Directions:
For the records below, work out the number of lines holding "Huge" and reply with only that.

--- --- ---

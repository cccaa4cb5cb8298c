//! Capacity bookkeeping shared by [`ArgList`](crate::ArgList) and
//! [`DocRegistry`](crate::DocRegistry).
//!
//! Both containers track a logical capacity next to their `Vec` and grow it by
//! doubling. Reservations go through `try_reserve_exact` so an exhausted
//! allocator surfaces as [`DocError::AllocationFailure`] instead of aborting.

use crate::errors::{Container, DocError};

/// Capacity after one doubling step. An empty buffer grows to a single slot.
pub(crate) const fn doubled(capacity: usize) -> usize {
    if capacity == 0 {
        1
    } else {
        capacity.saturating_mul(2)
    }
}

/// Allocate a buffer with room for exactly `capacity` items.
pub(crate) fn reserve_initial<T>(
    container: Container,
    capacity: usize,
) -> Result<Vec<T>, DocError> {
    let mut buf = Vec::new();
    buf.try_reserve_exact(capacity).map_err(|error| {
        tracing::warn!(%container, requested = capacity, %error, "initial reservation failed");
        DocError::AllocationFailure {
            container,
            requested: capacity,
        }
    })?;
    Ok(buf)
}

/// Make room for one more item in `buf`.
///
/// Doubles `capacity` when the buffer is full, clamped to `ceiling` when one
/// is set. Once `ceiling` items are stored every further slot is refused.
/// On error neither `buf` nor `capacity` is modified.
pub(crate) fn reserve_slot<T>(
    buf: &mut Vec<T>,
    capacity: &mut usize,
    ceiling: Option<usize>,
    container: Container,
) -> Result<(), DocError> {
    let len = buf.len();
    if let Some(max) = ceiling
        && len >= max
    {
        tracing::warn!(%container, max, "capacity ceiling reached");
        return Err(DocError::AllocationFailure {
            container,
            requested: len + 1,
        });
    }
    if len < *capacity {
        return Ok(());
    }

    let next = doubled(*capacity);
    let requested = ceiling.map_or(next, |max| next.min(max));
    buf.try_reserve_exact(requested - len).map_err(|error| {
        tracing::warn!(%container, requested, %error, "buffer growth failed");
        DocError::AllocationFailure {
            container,
            requested,
        }
    })?;

    tracing::debug!(%container, from = *capacity, to = requested, "grew buffer");
    *capacity = requested;
    Ok(())
}

#[cfg(test)]
mod tests {
    use pretty_assertions::assert_eq;
    use rstest::rstest;

    use super::*;

    #[rstest]
    #[case(0, 1)]
    #[case(1, 2)]
    #[case(3, 6)]
    #[case(64, 128)]
    #[case(usize::MAX, usize::MAX)]
    fn doubling_schedule(#[case] capacity: usize, #[case] expected: usize) {
        assert_eq!(doubled(capacity), expected);
    }

    #[test]
    fn slot_available_without_growth() {
        let mut buf: Vec<u8> = reserve_initial(Container::ArgList, 4).unwrap();
        let mut capacity = 4;
        buf.push(1);
        reserve_slot(&mut buf, &mut capacity, None, Container::ArgList).unwrap();
        assert_eq!(capacity, 4);
    }

    #[test]
    fn full_buffer_doubles() {
        let mut buf: Vec<u8> = reserve_initial(Container::Registry, 2).unwrap();
        let mut capacity = 2;
        buf.extend([1, 2]);
        reserve_slot(&mut buf, &mut capacity, None, Container::Registry).unwrap();
        assert_eq!(capacity, 4);
        assert!(buf.capacity() >= 4);
    }

    #[test]
    fn zero_capacity_grows_to_one() {
        let mut buf: Vec<u8> = reserve_initial(Container::ArgList, 0).unwrap();
        let mut capacity = 0;
        reserve_slot(&mut buf, &mut capacity, None, Container::ArgList).unwrap();
        assert_eq!(capacity, 1);
    }

    #[test]
    fn growth_is_clamped_to_ceiling() {
        let mut buf: Vec<u8> = reserve_initial(Container::ArgList, 4).unwrap();
        let mut capacity = 4;
        buf.extend([1, 2, 3, 4]);
        reserve_slot(&mut buf, &mut capacity, Some(5), Container::ArgList).unwrap();
        assert_eq!(capacity, 5);
    }

    #[test]
    fn ceiling_refuses_further_slots() {
        let mut buf: Vec<u8> = reserve_initial(Container::Registry, 8).unwrap();
        let mut capacity = 8;
        buf.extend([1, 2]);
        let error = reserve_slot(&mut buf, &mut capacity, Some(2), Container::Registry)
            .expect_err("ceiling of two is already reached");
        assert_eq!(
            error,
            DocError::AllocationFailure {
                container: Container::Registry,
                requested: 3,
            }
        );
        assert_eq!(capacity, 8);
        assert_eq!(buf, [1, 2]);
    }

    #[cfg(target_pointer_width = "64")]
    #[test]
    fn allocator_refusal_during_growth_is_reported() {
        type Huge = [u8; 1 << 46];
        let mut buf: Vec<Huge> = Vec::new();
        let mut capacity = 0;
        let error = reserve_slot(&mut buf, &mut capacity, None, Container::ArgList)
            .expect_err("a 4 EiB slot cannot be allocated");
        assert_eq!(
            error,
            DocError::AllocationFailure {
                container: Container::ArgList,
                requested: 1,
            }
        );
        assert_eq!(capacity, 0);
        assert!(buf.is_empty());
    }

    #[test]
    fn oversized_initial_reservation_fails() {
        let result = reserve_initial::<u64>(Container::Registry, usize::MAX);
        assert_eq!(
            result.unwrap_err(),
            DocError::AllocationFailure {
                container: Container::Registry,
                requested: usize::MAX,
            }
        );
    }
}
#[derive(Args, Debug)]
struct WindowTuningArgs {
    /// Window-match search distance in bytes (0-255).
    #[arg(long = "window-size", value_parser = clap::value_parser!(u16).range(0..=255), default_value_t = DEFAULT_WINDOW_SIZE as u16)]
    window_size: u16,

    /// Shortest window match worth a back-reference (1-255).
    #[arg(long = "min-match", value_parser = clap::value_parser!(u16).range(1..=255), default_value_t = DEFAULT_MIN_MATCH as u16)]
    min_match: u16,

    /// Only match against bytes before the current position.
    #[arg(long = "no-overlap")]
    no_overlap: bool,
}

#[derive(Args, Debug)]
struct CompressArgs {
    /// Codec: rle, lz, or auto (selector decides).
    #[arg(short = 'a', long, value_parser = parse_algorithm_choice, default_value = "auto")]
    algorithm: AlgorithmChoice,

    /// Prefix the output with a codec tag so decompress needs no -a.
    #[arg(long)]
    framed: bool,

    #[command(flatten)]
    tuning: WindowTuningArgs,

    /// Input file.
    #[arg(value_hint = ValueHint::FilePath)]
    input: PathBuf,

    /// Output file.
    #[arg(value_hint = ValueHint::FilePath)]
    output: PathBuf,
}

#[derive(Args, Debug)]
struct DecompressArgs {
    /// Codec that produced the input; omit for framed input.
    #[arg(short = 'a', long, value_parser = parse_algorithm)]
    algorithm: Option<Algorithm>,

    /// Compressed input file.
    #[arg(value_hint = ValueHint::FilePath)]
    input: PathBuf,

    /// Output file.
    #[arg(value_hint = ValueHint::FilePath)]
    output: PathBuf,
}

#[derive(Args, Debug)]
struct PathArgs {
    /// Input file.
    #[arg(value_hint = ValueHint::FilePath)]
    input: PathBuf,
}

#[derive(Args, Debug)]
struct InspectArgs {
    /// Codec that produced the input; omit for framed input.
    #[arg(short = 'a', long, value_parser = parse_algorithm)]
    algorithm: Option<Algorithm>,

    /// Compressed input file.
    #[arg(value_hint = ValueHint::FilePath)]
    input: PathBuf,
}

// ---------------------------------------------------------------------------
// Resolved command + options (flattened from Cli)
// ---------------------------------------------------------------------------

#[derive(Debug, Clone, Copy, PartialEq, Eq)]
enum Command {
    Compress,
    Decompress,
    Select,
    Inspect,
    Config,
}
// Tagged container for codec streams.
//
// A frame is one tag byte naming the codec followed by the raw stream:
//
//   b'R' <rle stream>      b'W' <window-match stream>
//
// Raw streams stay headerless; framing is opt-in for callers that cannot
// track which codec produced a buffer.

use log::debug;

use crate::codec::{self, Algorithm, Codec, CodecError};

/// Tag byte for RLE frames.
pub const TAG_RLE: u8 = b'R';
/// Tag byte for window-match frames.
pub const TAG_WINDOW_MATCH: u8 = b'W';

/// Tag byte written in front of `algorithm`'s stream.
pub fn tag_for(algorithm: Algorithm) -> u8 {
    match algorithm {
        Algorithm::Rle => TAG_RLE,
        Algorithm::WindowMatch => TAG_WINDOW_MATCH,
    }
}

/// The algorithm a tag byte names, if any.
pub fn algorithm_for(tag: u8) -> Option<Algorithm> {
    match tag {
        TAG_RLE => Some(Algorithm::Rle),
        TAG_WINDOW_MATCH => Some(Algorithm::WindowMatch),
        _ => None,
    }
}

/// Encode `input` with `algorithm` and prefix the tag.
pub fn encode_framed(algorithm: Algorithm, input: &[u8]) -> Vec<u8> {
    encode_framed_with(algorithm.codec().as_ref(), input)
}

/// Encode `input` with a configured codec and prefix its tag.
pub fn encode_framed_with(codec: &dyn Codec, input: &[u8]) -> Vec<u8> {
    let payload = codec.encode(input);
    let mut out = Vec::with_capacity(payload.len() + 1);
    out.push(tag_for(codec.algorithm()));
    out.extend_from_slice(&payload);
    out
}

/// Let the selector choose the codec, then frame its output.
pub fn encode_framed_auto(input: &[u8]) -> (Algorithm, Vec<u8>) {
    let algorithm = crate::select::select(input);
    (algorithm, encode_framed(algorithm, input))
}

/// Read the tag of a framed buffer without decoding the payload.
pub fn peek_algorithm(framed: &[u8]) -> Result<Algorithm, CodecError> {
    let &tag = framed.first().ok_or(CodecError::EmptyFrame)?;
    algorithm_for(tag).ok_or(CodecError::UnknownTag(tag))
}

/// Decode a framed buffer, returning the codec it named and the payload.
///
/// Error positions in `MalformedStream` are relative to the payload, not
/// the frame.
pub fn decode_framed(framed: &[u8]) -> Result<(Algorithm, Vec<u8>), CodecError> {
    let algorithm = peek_algorithm(framed)?;
    debug!("frame: {algorithm} payload of {} byte(s)", framed.len() - 1);
    let decoded = codec::decode(algorithm, &framed[1..])?;
    Ok((algorithm, decoded))
}

// ---------------------------------------------------------------------------
// Tests
// ---------------------------------------------------------------------------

--- --- ---

Written solution:
2